**Try it**
Search the data below for the word "that" and report how many lines contain it, with no added words.

(Stored data entries)
▼

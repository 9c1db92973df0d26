//! Runtime values.

use std::fmt;

use crate::error::{EvalError, EvalResult};

/// A Hermes runtime value.
///
/// Equality is structural and never coerces: `1 == "1"` is false.
#[derive(Debug, Clone, PartialEq, Default)]
pub enum Value {
    Number(f64),
    String(String),
    Bool(bool),
    List(Vec<Value>),
    /// Absence of a value: a function that did not return, an `if` with no branch taken.
    #[default]
    Null,
}

impl Value {
    /// Decide the runtime type of a literal.
    ///
    /// Text made only of digits, `.`, `+`, `-`, `e` and `E` that parses as a
    /// number is a number; anything else stays a string. This applies to
    /// quoted literals too, so `"42"` is the number 42.
    pub fn from_literal(text: &str) -> Value {
        let numeric_chars = !text.is_empty()
            && text
                .chars()
                .all(|c| c.is_ascii_digit() || matches!(c, '.' | '+' | '-' | 'e' | 'E'));
        if numeric_chars {
            if let Ok(n) = text.parse::<f64>() {
                return Value::Number(n);
            }
        }
        Value::String(text.to_string())
    }

    pub fn type_name(&self) -> &'static str {
        match self {
            Value::Number(_) => "number",
            Value::String(_) => "string",
            Value::Bool(_) => "bool",
            Value::List(_) => "list",
            Value::Null => "null",
        }
    }

    /// `false`, `0`, `""` and null are falsy. Everything else, lists included, is truthy.
    pub fn is_truthy(&self) -> bool {
        match self {
            Value::Bool(b) => *b,
            Value::Number(n) => *n != 0.0,
            Value::String(s) => !s.is_empty(),
            Value::List(_) => true,
            Value::Null => false,
        }
    }

    /// Numeric view used by arithmetic, comparisons and math builtins.
    pub fn to_number(&self) -> EvalResult<f64> {
        match self {
            Value::Number(n) => Ok(*n),
            Value::Bool(b) => Ok(if *b { 1.0 } else { 0.0 }),
            Value::Null => Ok(0.0),
            Value::String(s) => s.trim().parse::<f64>().map_err(|_| {
                EvalError::TypeMismatch(format!("cannot convert string \"{s}\" to a number"))
            }),
            Value::List(_) => Err(EvalError::TypeMismatch(
                "cannot convert list to a number".to_string(),
            )),
        }
    }

    pub fn is_string(&self) -> bool {
        matches!(self, Value::String(_))
    }
}

impl fmt::Display for Value {
    fn fmt(&self, f: &mut fmt::Formatter<'_>) -> fmt::Result {
        match self {
            // f64's Display already prints 4.0 as "4" and 2.5 as "2.5".
            Value::Number(n) => write!(f, "{n}"),
            Value::String(s) => f.write_str(s),
            Value::Bool(b) => write!(f, "{b}"),
            Value::List(items) => {
                f.write_str("[")?;
                for (i, item) in items.iter().enumerate() {
                    if i > 0 {
                        f.write_str(", ")?;
                    }
                    write!(f, "{item}")?;
                }
                f.write_str("]")
            }
            Value::Null => f.write_str("null"),
        }
    }
}

impl From<f64> for Value {
    fn from(n: f64) -> Self {
        Value::Number(n)
    }
}

impl From<bool> for Value {
    fn from(b: bool) -> Self {
        Value::Bool(b)
    }
}

impl From<&str> for Value {
    fn from(s: &str) -> Self {
        Value::String(s.to_string())
    }
}

impl From<String> for Value {
    fn from(s: String) -> Self {
        Value::String(s)
    }
}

▲

**Reply**
2